На утро обнаружилось, что ночные страхи оказались сильно преувеличенными.

Карантинный, почти курортный, городок выглядел мило. Все было засажено деревьями, дарившими приятную прохладу, вдоль моря шла прогулочная тропа, а на задворках нашлись срытые наполовину бастионы старой крепости. От Одессы нас отделяла высокая скала, у подножия которой мы оказались. В общем, ни дать, ни взять — пансионат или санаторий.

Спенсер уверил меня, что нисколько не тяготится нашим положением. Во-первых, его заранее предупредили, и лишь сама процедура помещения в карантин его несколько вывела из себя. Во-вторых, он подготовился к двухнедельному ожиданию и запасся «Географией» Страбона, фундаментальным трудом Клапрота, о котором я знал не понаслышке, и «Путешествиями» Палласа, о которых я и слыхом не слыхивал.

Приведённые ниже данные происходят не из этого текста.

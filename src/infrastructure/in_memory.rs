use crate::domain::account::{Amount, UserBalance, UserId, Withdrawal};
use crate::domain::order::{InsertOutcome, Order, OrderStatus, StatusChange};
use crate::domain::order_number::OrderNumber;
use crate::domain::ports::{BalanceLedger, OrderLedger};
use crate::error::{LoyaltyError, Result};
use async_trait::async_trait;
use std::collections::HashMap;
use std::sync::Arc;
use tokio::sync::RwLock;

#[derive(Default)]
struct State {
    orders: HashMap<OrderNumber, Order>,
    /// Order numbers in upload order.
    uploads: Vec<OrderNumber>,
    balances: HashMap<UserId, UserBalance>,
    withdrawals: Vec<Withdrawal>,
}

/// A thread-safe in-memory ledger holding orders and balances.
///
/// Every operation runs under a single write section of one `RwLock`, which
/// makes each of them a transaction: changes are staged on copies and only
/// written back once every step succeeded. Cloning shares the state.
#[derive(Default, Clone)]
pub struct InMemoryLedger {
    state: Arc<RwLock<State>>,
}

impl InMemoryLedger {
    /// Creates a new, empty in-memory ledger.
    pub fn new() -> Self {
        Self::default()
    }
}

fn missing_order(number: &OrderNumber) -> LoyaltyError {
    LoyaltyError::NotFound(format!("order {}", number))
}

fn missing_account(user: UserId) -> LoyaltyError {
    LoyaltyError::NotFound(format!("account of user {}", user))
}

#[async_trait]
impl OrderLedger for InMemoryLedger {
    async fn insert_order(&self, order: Order) -> Result<InsertOutcome> {
        let mut state = self.state.write().await;
        if let Some(existing) = state.orders.get(&order.number) {
            return Ok(InsertOutcome::Exists(existing.clone()));
        }
        state.uploads.push(order.number.clone());
        state.orders.insert(order.number.clone(), order);
        Ok(InsertOutcome::Inserted)
    }

    async fn find_order(&self, number: &OrderNumber) -> Result<Option<Order>> {
        let state = self.state.read().await;
        Ok(state.orders.get(number).cloned())
    }

    async fn orders_for_user(&self, user: UserId) -> Result<Vec<Order>> {
        let state = self.state.read().await;
        Ok(state
            .uploads
            .iter()
            .filter_map(|number| state.orders.get(number))
            .filter(|order| order.user == user)
            .cloned()
            .collect())
    }

    async fn pending_orders(&self) -> Result<Vec<Order>> {
        let state = self.state.read().await;
        Ok(state
            .uploads
            .iter()
            .filter_map(|number| state.orders.get(number))
            .filter(|order| !order.status.is_terminal())
            .cloned()
            .collect())
    }

    async fn advance_status(
        &self,
        number: &OrderNumber,
        status: OrderStatus,
    ) -> Result<StatusChange> {
        let mut state = self.state.write().await;
        let order = state
            .orders
            .get_mut(number)
            .ok_or_else(|| missing_order(number))?;
        if order.advance(status) {
            Ok(StatusChange::Applied)
        } else {
            Ok(StatusChange::Unchanged)
        }
    }

    async fn complete_order(&self, number: &OrderNumber, accrual: Amount) -> Result<StatusChange> {
        let mut state = self.state.write().await;

        let mut order = state
            .orders
            .get(number)
            .cloned()
            .ok_or_else(|| missing_order(number))?;
        if !order.complete(accrual) {
            return Ok(StatusChange::Unchanged);
        }

        let mut balance = state
            .balances
            .get(&order.user)
            .cloned()
            .ok_or_else(|| missing_account(order.user))?;
        balance.credit(accrual)?;

        // Both steps succeeded; commit.
        state.balances.insert(balance.user, balance);
        state.orders.insert(order.number.clone(), order);
        Ok(StatusChange::Applied)
    }
}

#[async_trait]
impl BalanceLedger for InMemoryLedger {
    async fn open_account(&self, user: UserId) -> Result<()> {
        let mut state = self.state.write().await;
        state
            .balances
            .entry(user)
            .or_insert_with(|| UserBalance::new(user));
        Ok(())
    }

    async fn balance(&self, user: UserId) -> Result<Option<UserBalance>> {
        let state = self.state.read().await;
        Ok(state.balances.get(&user).cloned())
    }

    async fn credit(&self, user: UserId, amount: Amount) -> Result<UserBalance> {
        let mut state = self.state.write().await;
        let balance = state
            .balances
            .get_mut(&user)
            .ok_or_else(|| missing_account(user))?;
        balance.credit(amount)?;
        Ok(balance.clone())
    }

    async fn withdraw(&self, withdrawal: Withdrawal) -> Result<UserBalance> {
        let mut state = self.state.write().await;
        let mut balance = state
            .balances
            .get(&withdrawal.user)
            .cloned()
            .ok_or_else(|| missing_account(withdrawal.user))?;
        balance.debit(withdrawal.sum)?;

        state.balances.insert(balance.user, balance.clone());
        state.withdrawals.push(withdrawal);
        Ok(balance)
    }

    async fn withdrawals_for_user(&self, user: UserId) -> Result<Vec<Withdrawal>> {
        let state = self.state.read().await;
        Ok(state
            .withdrawals
            .iter()
            .filter(|w| w.user == user)
            .cloned()
            .collect())
    }
}

#[cfg(test)]
mod tests {
    use super::*;
    use chrono::Utc;

    fn number(s: &str) -> OrderNumber {
        OrderNumber::parse(s).unwrap()
    }

    fn minor(v: i64) -> Amount {
        Amount::from_minor(v).unwrap()
    }

    #[tokio::test]
    async fn test_insert_is_unique_per_number() {
        let ledger = InMemoryLedger::new();
        let first = Order::new(1, number("79927398713"), Utc::now());
        let second = Order::new(2, number("79927398713"), Utc::now());

        assert_eq!(
            ledger.insert_order(first.clone()).await.unwrap(),
            InsertOutcome::Inserted
        );
        assert_eq!(
            ledger.insert_order(second).await.unwrap(),
            InsertOutcome::Exists(first.clone())
        );
        assert_eq!(ledger.orders_for_user(2).await.unwrap().len(), 0);
        assert_eq!(ledger.orders_for_user(1).await.unwrap(), vec![first]);
    }

    #[tokio::test]
    async fn test_orders_keep_upload_order() {
        let ledger = InMemoryLedger::new();
        for n in ["12345674", "79927398713", "18"] {
            ledger
                .insert_order(Order::new(1, number(n), Utc::now()))
                .await
                .unwrap();
        }
        let numbers: Vec<String> = ledger
            .orders_for_user(1)
            .await
            .unwrap()
            .into_iter()
            .map(|o| o.number.to_string())
            .collect();
        assert_eq!(numbers, vec!["12345674", "79927398713", "18"]);
    }

    #[tokio::test]
    async fn test_pending_orders_skip_terminal() {
        let ledger = InMemoryLedger::new();
        ledger.open_account(1).await.unwrap();
        for n in ["12345674", "79927398713", "18"] {
            ledger
                .insert_order(Order::new(1, number(n), Utc::now()))
                .await
                .unwrap();
        }
        ledger
            .advance_status(&number("12345674"), OrderStatus::Invalid)
            .await
            .unwrap();
        ledger
            .complete_order(&number("18"), minor(100))
            .await
            .unwrap();

        let pending = ledger.pending_orders().await.unwrap();
        assert_eq!(pending.len(), 1);
        assert_eq!(pending[0].number, number("79927398713"));
    }

    #[tokio::test]
    async fn test_advance_status_is_forward_only() {
        let ledger = InMemoryLedger::new();
        let n = number("79927398713");
        ledger
            .insert_order(Order::new(1, n.clone(), Utc::now()))
            .await
            .unwrap();

        assert_eq!(
            ledger
                .advance_status(&n, OrderStatus::Processing)
                .await
                .unwrap(),
            StatusChange::Applied
        );
        assert_eq!(
            ledger
                .advance_status(&n, OrderStatus::Registered)
                .await
                .unwrap(),
            StatusChange::Unchanged
        );
        assert!(matches!(
            ledger
                .advance_status(&number("18"), OrderStatus::Processing)
                .await,
            Err(LoyaltyError::NotFound(_))
        ));
    }

    #[tokio::test]
    async fn test_complete_order_credits_once() {
        let ledger = InMemoryLedger::new();
        let n = number("79927398713");
        ledger.open_account(1).await.unwrap();
        ledger
            .insert_order(Order::new(1, n.clone(), Utc::now()))
            .await
            .unwrap();

        assert_eq!(
            ledger.complete_order(&n, minor(500)).await.unwrap(),
            StatusChange::Applied
        );
        assert_eq!(
            ledger.complete_order(&n, minor(500)).await.unwrap(),
            StatusChange::Unchanged
        );

        let order = ledger.find_order(&n).await.unwrap().unwrap();
        assert_eq!(order.status, OrderStatus::Processed);
        assert_eq!(order.accrual, minor(500));
        assert_eq!(ledger.balance(1).await.unwrap().unwrap().current, minor(500));
    }

    #[tokio::test]
    async fn test_complete_order_rolls_back_on_credit_failure() {
        let ledger = InMemoryLedger::new();
        let n = number("79927398713");
        ledger.open_account(1).await.unwrap();
        ledger.credit(1, minor(i64::MAX - 10)).await.unwrap();
        ledger
            .insert_order(Order::new(1, n.clone(), Utc::now()))
            .await
            .unwrap();
        ledger
            .advance_status(&n, OrderStatus::Processing)
            .await
            .unwrap();

        let result = ledger.complete_order(&n, minor(500)).await;
        assert!(matches!(result, Err(LoyaltyError::Storage(_))));

        let order = ledger.find_order(&n).await.unwrap().unwrap();
        assert_eq!(order.status, OrderStatus::Processing);
        assert_eq!(order.accrual, Amount::ZERO);
        assert_eq!(
            ledger.balance(1).await.unwrap().unwrap().current,
            minor(i64::MAX - 10)
        );
    }

    #[tokio::test]
    async fn test_complete_order_without_account_changes_nothing() {
        let ledger = InMemoryLedger::new();
        let n = number("79927398713");
        ledger
            .insert_order(Order::new(7, n.clone(), Utc::now()))
            .await
            .unwrap();

        assert!(matches!(
            ledger.complete_order(&n, minor(500)).await,
            Err(LoyaltyError::NotFound(_))
        ));
        let order = ledger.find_order(&n).await.unwrap().unwrap();
        assert_eq!(order.status, OrderStatus::New);
    }

    #[tokio::test]
    async fn test_open_account_twice_keeps_balance() {
        let ledger = InMemoryLedger::new();
        ledger.open_account(1).await.unwrap();
        ledger.credit(1, minor(300)).await.unwrap();
        ledger.open_account(1).await.unwrap();
        assert_eq!(ledger.balance(1).await.unwrap().unwrap().current, minor(300));
        assert!(ledger.balance(2).await.unwrap().is_none());
    }

    #[tokio::test]
    async fn test_withdraw_is_all_or_nothing() {
        let ledger = InMemoryLedger::new();
        ledger.open_account(1).await.unwrap();
        ledger.credit(1, minor(1000)).await.unwrap();

        let withdrawal = Withdrawal {
            user: 1,
            order: number("2377225624"),
            sum: minor(400),
            processed_at: Utc::now(),
        };
        let balance = ledger.withdraw(withdrawal.clone()).await.unwrap();
        assert_eq!(balance.current, minor(600));
        assert_eq!(balance.withdrawn, minor(400));

        let too_much = Withdrawal {
            sum: minor(601),
            ..withdrawal.clone()
        };
        assert!(matches!(
            ledger.withdraw(too_much).await,
            Err(LoyaltyError::InsufficientFunds)
        ));

        assert_eq!(ledger.withdrawals_for_user(1).await.unwrap(), vec![withdrawal]);
        assert_eq!(ledger.balance(1).await.unwrap().unwrap().current, minor(600));
    }
}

В-третьих, он рассчитывал привести в порядок свои записи.

Его оптимизм и трудовой настрой меня вдохновили. Я решил посвятить время пребывания в карантине обучению Марии и Яниса русскому языку.

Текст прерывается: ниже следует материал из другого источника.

use crate::domain::account::{Amount, UserBalance, UserId, Withdrawal};
use crate::domain::order_number::OrderNumber;
use crate::domain::ports::{BalanceLedger, LedgerArc};
use crate::error::{LoyaltyError, Result};
use chrono::Utc;
use tracing::info;

/// Balance queries and spending of loyalty points.
#[derive(Clone)]
pub struct WithdrawalService {
    ledger: LedgerArc,
}

impl WithdrawalService {
    pub fn new(ledger: LedgerArc) -> Self {
        Self { ledger }
    }

    /// Opens a zero balance for a newly registered user.
    pub async fn open_account(&self, user: UserId) -> Result<()> {
        self.ledger.open_account(user).await
    }

    pub async fn balance(&self, user: UserId) -> Result<UserBalance> {
        self.ledger
            .balance(user)
            .await?
            .ok_or_else(|| LoyaltyError::NotFound(format!("account of user {}", user)))
    }

    /// Spends `sum` of `user`'s points against `order`.
    ///
    /// The order number is validated like an upload but does not have to be
    /// a known order. The record and the debit are written together; a sum
    /// above the current balance is refused with nothing written.
    pub async fn withdraw(&self, user: UserId, order: &str, sum: Amount) -> Result<Withdrawal> {
        let order = OrderNumber::parse(order)?;
        if sum.is_zero() {
            return Err(LoyaltyError::ValidationError(
                "Withdrawal sum must be positive".to_string(),
            ));
        }

        let balance = self.balance(user).await?;
        if sum > balance.current {
            return Err(LoyaltyError::InsufficientFunds);
        }

        let withdrawal = Withdrawal {
            user,
            order,
            sum,
            processed_at: Utc::now(),
        };
        // The ledger checks the balance again inside its transaction, so a
        // concurrent withdrawal cannot overdraw between the read and here.
        let balance = self.ledger.withdraw(withdrawal.clone()).await?;
        info!(user, order = %withdrawal.order, %sum, current = %balance.current, "Withdrawal recorded");

        Ok(withdrawal)
    }

    /// Withdrawals of `user`, oldest first.
    pub async fn list_withdrawals(&self, user: UserId) -> Result<Vec<Withdrawal>> {
        self.ledger.withdrawals_for_user(user).await
    }
}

Вышли на прогулку. Нас сопровождал наш смотритель, старый отставной солдат.

Звали его Никифор. С первого же дня знакомства я прозвал его «Кузьмичом». Уж больно он напоминал своими повадками, а особенно, вдруг ни с того ни с сего возникавшей у него задумчивостью, знаменитого персонажа «Особенностей национальной охоты».

Есть у русского человека эта потребность — посреди какого-нибудь пустячного дела вдруг задуматься о бесконечности мироздания и вытекающей из неё тщете всего сущего. Я не мог сдержать улыбки, когда замечал такую его особенность. Например, между двумя подходами к столу, когда он подавал еду. Поставит первую тарелку перед Янисом, весь светится, не преминет Яниса потрепать по макушке. Идет за второй и возвращается уже с такой печалью на лице, что начинаешь поневоле оглядываться в поисках кого-либо или незамеченного тобой какого-то обстоятельства, которое могло так поменять душевное состояние человека.